In contrast to these findings, a necropsy validation study by Devereux et al. demonstrated a systematic underestimation of LVM by the Th formula, which was particularly obvious in patients with LVH [21]. Interim methodological and technological changes may explain this inconsistency. First of all, animal necropsy validation studies of CMR seem to indicate that assessing LVM by manual planimetry underestimates LVM [33]. Secondly, the echocardiography ultrasound frequency has changed, and fundamental imaging (FI) was replaced by harmonic imaging (HI) to improve the definition of pericardial and epicardial borders [6, 21]. This FI technique has been shown to underestimate LVM values compared to CMR, whereas the HI technique, which we used, seemed to provide higher LVM values [34]. Another point to take into consideration is the exclusion of the PMT of the LV by CMR. Studies have demonstrated that PMT contributes 6.2 to 15.5% [35] of the total LVM and significantly affects LVM quantification [35, 36]. For example, Janik et al. compared one-dimensional LVM based on the ASE formula to the three-dimensional method derived by CMR using manual planimetry. The inclusion of PMT yielded significantly lower mean LVM differences between these methods, and the difference was 3-fold higher among patients with concentric and eccentric hypertrophy [35]. All of these aspects could make an additional contribution to the discrepancy of CMR and TTE measurement of LVM, which cannot necessarily be explained by methodological differences alone [33].

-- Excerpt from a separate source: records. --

//! Solver configuration and its validation.
//!
//! [`SolverConfig`] is the single input record of a run. It is either
//! built directly (tests, embedding applications) or parsed from a flat
//! key/value parameter set with [`SolverConfig::from_params`]. Either way
//! [`validate()`](SolverConfig::validate) runs before any mesh work so
//! bad input fails fast.

use std::path::PathBuf;
use std::str::FromStr;

use indexmap::IndexMap;
use tracing::debug;

use crate::error::ConfigError;

// ── StfKind ────────────────────────────────────────────────────────

/// Shape of the source time function.
#[derive(Clone, Copy, Debug, PartialEq, Eq)]
pub enum StfKind {
    /// Normalised Gaussian pulse.
    Gauss,
    /// Error function (integral of the Gaussian): a smoothed step.
    Erf,
    /// Ricker wavelet (negative second derivative of the Gaussian).
    Ricker,
}

impl StfKind {
    /// Parameter-file spelling of this kind.
    pub fn as_str(self) -> &'static str {
        match self {
            Self::Gauss => "gauss",
            Self::Erf => "erf",
            Self::Ricker => "ricker",
        }
    }
}

impl FromStr for StfKind {
    type Err = ConfigError;

    fn from_str(s: &str) -> Result<Self, Self::Err> {
        match s.trim().to_ascii_lowercase().as_str() {
            "gauss" | "gaussian" => Ok(Self::Gauss),
            "erf" | "errorf" | "heaviside" => Ok(Self::Erf),
            "ricker" => Ok(Self::Ricker),
            other => Err(ConfigError::InvalidParameter {
                key: "SOURCE_TIME_FUNCTION".into(),
                reason: format!("unknown source time function '{other}'"),
            }),
        }
    }
}

// ── StfConfig ──────────────────────────────────────────────────────

/// Source time function parameters.
#[derive(Clone, Debug, PartialEq)]
pub struct StfConfig {
    /// Pulse shape. Default: Gauss.
    pub kind: StfKind,
    /// Half duration of the pulse, in seconds. Required.
    pub half_duration: f64,
    /// Decay factor of the Gaussian. Default: 1.628.
    pub decay: f64,
    /// Simulated time after the origin, in seconds. Required.
    pub record_length: f64,
}

impl Default for StfConfig {
    fn default() -> Self {
        Self {
            kind: StfKind::Gauss,
            half_duration: 1.0,
            decay: 1.628,
            record_length: 10.0,
        }
    }
}

// ── AttenuationConfig ──────────────────────────────────────────────

/// Standard-linear-solid attenuation parameters.
#[derive(Clone, Debug, PartialEq)]
pub struct AttenuationConfig {
    /// Number of standard linear solids. Default: 3.
    pub n_sls: usize,
    /// Lower edge of the constant-Q band, in Hz. Default: 0.001.
    pub f_min: f64,
    /// Upper edge of the constant-Q band, in Hz. Default: 1.0.
    pub f_max: f64,
}

impl Default for AttenuationConfig {
    fn default() -> Self {
        Self {
            n_sls: 3,
            f_min: 0.001,
            f_max: 1.0,
        }
    }
}

// ── SolverConfig ───────────────────────────────────────────────────

/// Complete configuration of one run.
#[derive(Clone, Debug, PartialEq)]
pub struct SolverConfig {
    /// Time step in seconds. Non-positive means "use the mesh stable step".
    pub dt: f64,
    /// Factor applied to the time step. Non-positive means 1.
    pub dt_factor: f64,
    /// Courant number used for the mesh stable step. Default: 0.25.
    pub courant: f64,
    /// Source time function parameters.
    pub stf: StfConfig,
    /// Progress logging interval in steps. Default: 1000.
    pub loop_info_interval: u64,
    /// Stability check interval in steps. Default: 10.
    pub stability_interval: u64,
    /// Largest displacement magnitude still considered stable. Default: 1e10.
    pub stability_ceiling: f64,
    /// Time and log each preloop stage. Default: false.
    pub diagnose_preloop: bool,
    /// Attenuation parameters, `None` for a purely elastic run.
    pub attenuation: Option<AttenuationConfig>,
    /// Half-angle in degrees of the unmeshed cone around each pole. Default: 5.
    pub polar_cap_deg: f64,
    /// Location of the transform plan cache, if any.
    pub transform_cache: Option<PathBuf>,
    /// Number of parallel workers. Default: 1.
    pub partitions: usize,
    /// Receiver sampling interval in steps. Default: 1.
    pub record_interval: u64,
}

impl Default for SolverConfig {
    fn default() -> Self {
        Self {
            dt: 0.0,
            dt_factor: 1.0,
            courant: 0.25,
            stf: StfConfig::default(),
            loop_info_interval: 1000,
            stability_interval: 10,
            stability_ceiling: 1e10,
            diagnose_preloop: false,
            attenuation: None,
            polar_cap_deg: 5.0,
            transform_cache: None,
            partitions: 1,
            record_interval: 1,
        }
    }
}

fn invalid(key: &str, reason: impl Into<String>) -> ConfigError {
    ConfigError::InvalidParameter {
        key: key.into(),
        reason: reason.into(),
    }
}

fn positive(key: &str, v: f64) -> Result<(), ConfigError> {
    if v.is_finite() && v > 0.0 {
        Ok(())
    } else {
        Err(invalid(key, format!("must be finite and positive, got {v}")))
    }
}

impl SolverConfig {
    /// Check every field for type-independent range errors.
    pub fn validate(&self) -> Result<(), ConfigError> {
        if !self.dt.is_finite() {
            return Err(invalid("TIME_DELTA_T", format!("must be finite, got {}", self.dt)));
        }
        if !self.dt_factor.is_finite() {
            return Err(invalid(
                "TIME_DELTA_T_FACTOR",
                format!("must be finite, got {}", self.dt_factor),
            ));
        }
        positive("TIME_COURANT", self.courant)?;
        if self.courant > 1.0 {
            return Err(invalid(
                "TIME_COURANT",
                format!("must not exceed 1, got {}", self.courant),
            ));
        }
        positive("SOURCE_HALF_DURATION", self.stf.half_duration)?;
        positive("SOURCE_DECAY", self.stf.decay)?;
        positive("TIME_RECORD_LENGTH", self.stf.record_length)?;
        if self.loop_info_interval == 0 {
            return Err(invalid("OPTION_LOOP_INFO_INTERVAL", "must be at least 1"));
        }
        if self.stability_interval == 0 {
            return Err(invalid("OPTION_STABILITY_INTERVAL", "must be at least 1"));
        }
        positive("OPTION_STABILITY_CEILING", self.stability_ceiling)?;
        if !(self.polar_cap_deg > 0.0 && self.polar_cap_deg < 45.0) {
            return Err(invalid(
                "MESH_POLAR_CAP_DEG",
                format!("must lie in (0, 45), got {}", self.polar_cap_deg),
            ));
        }
        if self.partitions == 0 {
            return Err(invalid("PARTITIONS", "must be at least 1"));
        }
        if self.record_interval == 0 {
            return Err(invalid("OUTPUT_RECORD_INTERVAL", "must be at least 1"));
        }
        if let Some(att) = &self.attenuation {
            if att.n_sls == 0 {
                return Err(invalid("ATTENUATION_NSLS", "must be at least 1"));
            }
            positive("ATTENUATION_F_MIN", att.f_min)?;
            positive("ATTENUATION_F_MAX", att.f_max)?;
            if att.f_min >= att.f_max {
                return Err(invalid(
                    "ATTENUATION_F_MAX",
                    format!("band [{}, {}] is empty", att.f_min, att.f_max),
                ));
            }
        }
        Ok(())
    }

    /// Effective time step given the mesh stable step.
    ///
    /// A positive configured `dt` overrides the mesh value; the factor
    /// is applied in both cases.
    pub fn resolve_dt(&self, stable_dt: f64) -> f64 {
        let base = if self.dt > 0.0 { self.dt } else { stable_dt };
        let factor = if self.dt_factor > 0.0 {
            self.dt_factor
        } else {
            1.0
        };
        base * factor
    }

    /// Parse a flat parameter set and validate the result.
    ///
    /// `TIME_RECORD_LENGTH` and `SOURCE_HALF_DURATION` are required;
    /// every other key falls back to its default. Unknown keys are
    /// ignored.
    pub fn from_params(params: &IndexMap<String, String>) -> Result<Self, ConfigError> {
        let mut cfg = Self::default();
        let mut att = AttenuationConfig::default();
        let mut att_enabled = false;
        let mut have_length = false;
        let mut have_hdur = false;

        for (key, value) in params {
            match key.as_str() {
                "TIME_DELTA_T" => cfg.dt = parse(key, value)?,
                "TIME_DELTA_T_FACTOR" => cfg.dt_factor = parse(key, value)?,
                "TIME_COURANT" => cfg.courant = parse(key, value)?,
                "SOURCE_TIME_FUNCTION" => cfg.stf.kind = value.parse()?,
                "SOURCE_HALF_DURATION" => {
                    cfg.stf.half_duration = parse(key, value)?;
                    have_hdur = true;
                }
                "SOURCE_DECAY" => cfg.stf.decay = parse(key, value)?,
                "TIME_RECORD_LENGTH" => {
                    cfg.stf.record_length = parse(key, value)?;
                    have_length = true;
                }
                "OPTION_LOOP_INFO_INTERVAL" => cfg.loop_info_interval = parse(key, value)?,
                "OPTION_STABILITY_INTERVAL" => cfg.stability_interval = parse(key, value)?,
                "OPTION_STABILITY_CEILING" => cfg.stability_ceiling = parse(key, value)?,
                "DEVELOP_DIAGNOSE_PRELOOP" => cfg.diagnose_preloop = parse_bool(key, value)?,
                "ATTENUATION_ENABLED" => att_enabled = parse_bool(key, value)?,
                "ATTENUATION_NSLS" => att.n_sls = parse(key, value)?,
                "ATTENUATION_F_MIN" => att.f_min = parse(key, value)?,
                "ATTENUATION_F_MAX" => att.f_max = parse(key, value)?,
                "MESH_POLAR_CAP_DEG" => cfg.polar_cap_deg = parse(key, value)?,
                "TRANSFORM_CACHE_PATH" => {
                    let path = value.trim();
                    cfg.transform_cache = (!path.is_empty()).then(|| PathBuf::from(path));
                }
                "PARTITIONS" => cfg.partitions = parse(key, value)?,
                "OUTPUT_RECORD_INTERVAL" => cfg.record_interval = parse(key, value)?,
                other => debug!(key = other, "ignoring unrecognised parameter"),
            }
        }

        if !have_length {
            return Err(ConfigError::MissingParameter {
                key: "TIME_RECORD_LENGTH".into(),
            });
        }
        if !have_hdur {
            return Err(ConfigError::MissingParameter {
                key: "SOURCE_HALF_DURATION".into(),
            });
        }
        if att_enabled {
            cfg.attenuation = Some(att);
        }
        cfg.validate()?;
        Ok(cfg)
    }
}

fn parse<T: FromStr>(key: &str, value: &str) -> Result<T, ConfigError>
where
    T::Err: std::fmt::Display,
{
    value
        .trim()
        .parse()
        .map_err(|e: T::Err| invalid(key, format!("cannot parse '{value}': {e}")))
}

fn parse_bool(key: &str, value: &str) -> Result<bool, ConfigError> {
    match value.trim().to_ascii_lowercase().as_str() {
        "true" | "1" | "yes" | "on" => Ok(true),
        "false" | "0" | "no" | "off" => Ok(false),
        _ => Err(invalid(key, format!("expected a boolean, got '{value}'"))),
    }
}

#[cfg(test)]
mod tests {
    use super::*;

    fn params(pairs: &[(&str, &str)]) -> IndexMap<String, String> {
        pairs
            .iter()
            .map(|(k, v)| (k.to_string(), v.to_string()))
            .collect()
    }

    #[test]
    fn default_config_is_valid() {
        assert!(SolverConfig::default().validate().is_ok());
    }

    #[test]
    fn from_params_requires_record_length() {
        let err = SolverConfig::from_params(&params(&[("SOURCE_HALF_DURATION", "1.0")]))
            .unwrap_err();
        assert_eq!(
            err,
            ConfigError::MissingParameter {
                key: "TIME_RECORD_LENGTH".into()
            }
        );
    }

    #[test]
    fn from_params_parses_known_keys() {
        let cfg = SolverConfig::from_params(&params(&[
            ("TIME_RECORD_LENGTH", "50"),
            ("SOURCE_HALF_DURATION", "2.5"),
            ("SOURCE_TIME_FUNCTION", "Ricker"),
            ("TIME_DELTA_T", "0.05"),
            ("OPTION_STABILITY_INTERVAL", "25"),
            ("ATTENUATION_ENABLED", "true"),
            ("ATTENUATION_NSLS", "5"),
            ("PARTITIONS", "3"),
            ("SOMETHING_ELSE", "ignored"),
        ]))
        .unwrap();
        assert_eq!(cfg.stf.record_length, 50.0);
        assert_eq!(cfg.stf.kind, StfKind::Ricker);
        assert_eq!(cfg.dt, 0.05);
        assert_eq!(cfg.stability_interval, 25);
        assert_eq!(cfg.attenuation.as_ref().unwrap().n_sls, 5);
        assert_eq!(cfg.partitions, 3);
    }

    #[test]
    fn from_params_rejects_bad_number() {
        let err = SolverConfig::from_params(&params(&[
            ("TIME_RECORD_LENGTH", "ten"),
            ("SOURCE_HALF_DURATION", "1"),
        ]))
        .unwrap_err();
        assert!(matches!(err, ConfigError::InvalidParameter { ref key, .. } if key == "TIME_RECORD_LENGTH"));
    }

    #[test]
    fn validate_rejects_out_of_range() {
        let mut cfg = SolverConfig::default();
        cfg.courant = 1.5;
        assert!(cfg.validate().is_err());

        let mut cfg = SolverConfig::default();
        cfg.stability_interval = 0;
        assert!(cfg.validate().is_err());

        let mut cfg = SolverConfig::default();
        cfg.stf.half_duration = -1.0;
        assert!(cfg.validate().is_err());

        let mut cfg = SolverConfig::default();
        cfg.attenuation = Some(AttenuationConfig {
            n_sls: 3,
            f_min: 1.0,
            f_max: 0.5,
        });
        assert!(cfg.validate().is_err());

        let mut cfg = SolverConfig::default();
        cfg.dt = f64::NAN;
        assert!(cfg.validate().is_err());
    }

    #[test]
    fn resolve_dt_prefers_configured_step() {
        let mut cfg = SolverConfig::default();
        assert_eq!(cfg.resolve_dt(0.2), 0.2);
        cfg.dt = 0.1;
        assert_eq!(cfg.resolve_dt(0.2), 0.1);
        cfg.dt_factor = 10.0;
        assert_eq!(cfg.resolve_dt(0.2), 1.0);
        cfg.dt_factor = -3.0;
        assert_eq!(cfg.resolve_dt(0.2), 0.1);
    }

    #[test]
    fn stf_kind_parse() {
        assert_eq!("gauss".parse::<StfKind>().unwrap(), StfKind::Gauss);
        assert_eq!(" ERF ".parse::<StfKind>().unwrap(), StfKind::Erf);
        assert!("boxcar".parse::<StfKind>().is_err());
    }

    mod proptests {
        use super::*;
        use proptest::prelude::*;

        proptest! {
            #[test]
            fn resolve_dt_scales_the_chosen_base(
                stable in 1e-4f64..10.0,
                fixed in prop_oneof![Just(0.0f64), 1e-4f64..10.0],
                factor in 0.1f64..4.0,
            ) {
                let config = SolverConfig {
                    dt: fixed,
                    dt_factor: factor,
                    ..SolverConfig::default()
                };
                let base = if fixed > 0.0 { fixed } else { stable };
                prop_assert_eq!(config.resolve_dt(stable), base * factor);
            }

            #[test]
            fn courant_parses_back(courant in 0.01f64..1.0) {
                let text = courant.to_string();
                let p = params(&[
                    ("TIME_RECORD_LENGTH", "100"),
                    ("SOURCE_HALF_DURATION", "5"),
                    ("TIME_COURANT", text.as_str()),
                ]);
                let config = SolverConfig::from_params(&p).unwrap();
                prop_assert_eq!(config.courant, courant);
            }
        }
    }
}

LVM is traditionally indexed by body surface area (BSA) [22] but other indexations have also been used [6]. In dialysis patients, indexation by height2.7 has been shown to be somewhat superior to BSA with regard to predicting cardiovascular mortality [3]. However, several studies showed that indexation by BSA has a similarly high prognostic value and is still recommended by ASE [13]. Given that the focus of this study was on the comparison of two methods we chose indexation by BSA which also allowed us to compare our findings with previous studies.

Our study is the first to compare the determination of LVMI by echocardiography using the Th and ASE formulas to CMR findings in hemodialysis patients. The strengths of this analysis are that the echocardiographic and CMR studies were performed according to standard operating procedures defined before the start of the MiREnDa study [20].

The limitations of our study are the limited sample size and low percentage of woman. We acknowledge the lack of patients with higher LVMI for consistent evaluation of the trend of overestimation towards higher LVMI, and the limitations of our cut-off value for the Th formula. Geometric changes in patients with LVH measured by CMR could not be analyzed, as it was not part of the MiREnDa CMR protocol. In addition, the LVM measured by CMR was calculated by exclusion of PMT, although there are recent data for normal values with inclusion of PMT [37]. A further limitation is the lack of any reproducibility analysis. Furthermore, our findings likely cannot be extrapolated to patients receiving peritoneal dialysis or to non-white hemodialysis patients.

Conclusion

In conclusion, this study demonstrates that the Th formula outperforms the ASE formula in calculating the LVMI in hemodialysis patients, particularly in those with LVH. Further studies are necessary to test the Th formula in larger cohorts of hemodialysis patients with higher LVM and to address and compare the prognostic value of LVM derived from the Th formula compared to the ASE formula.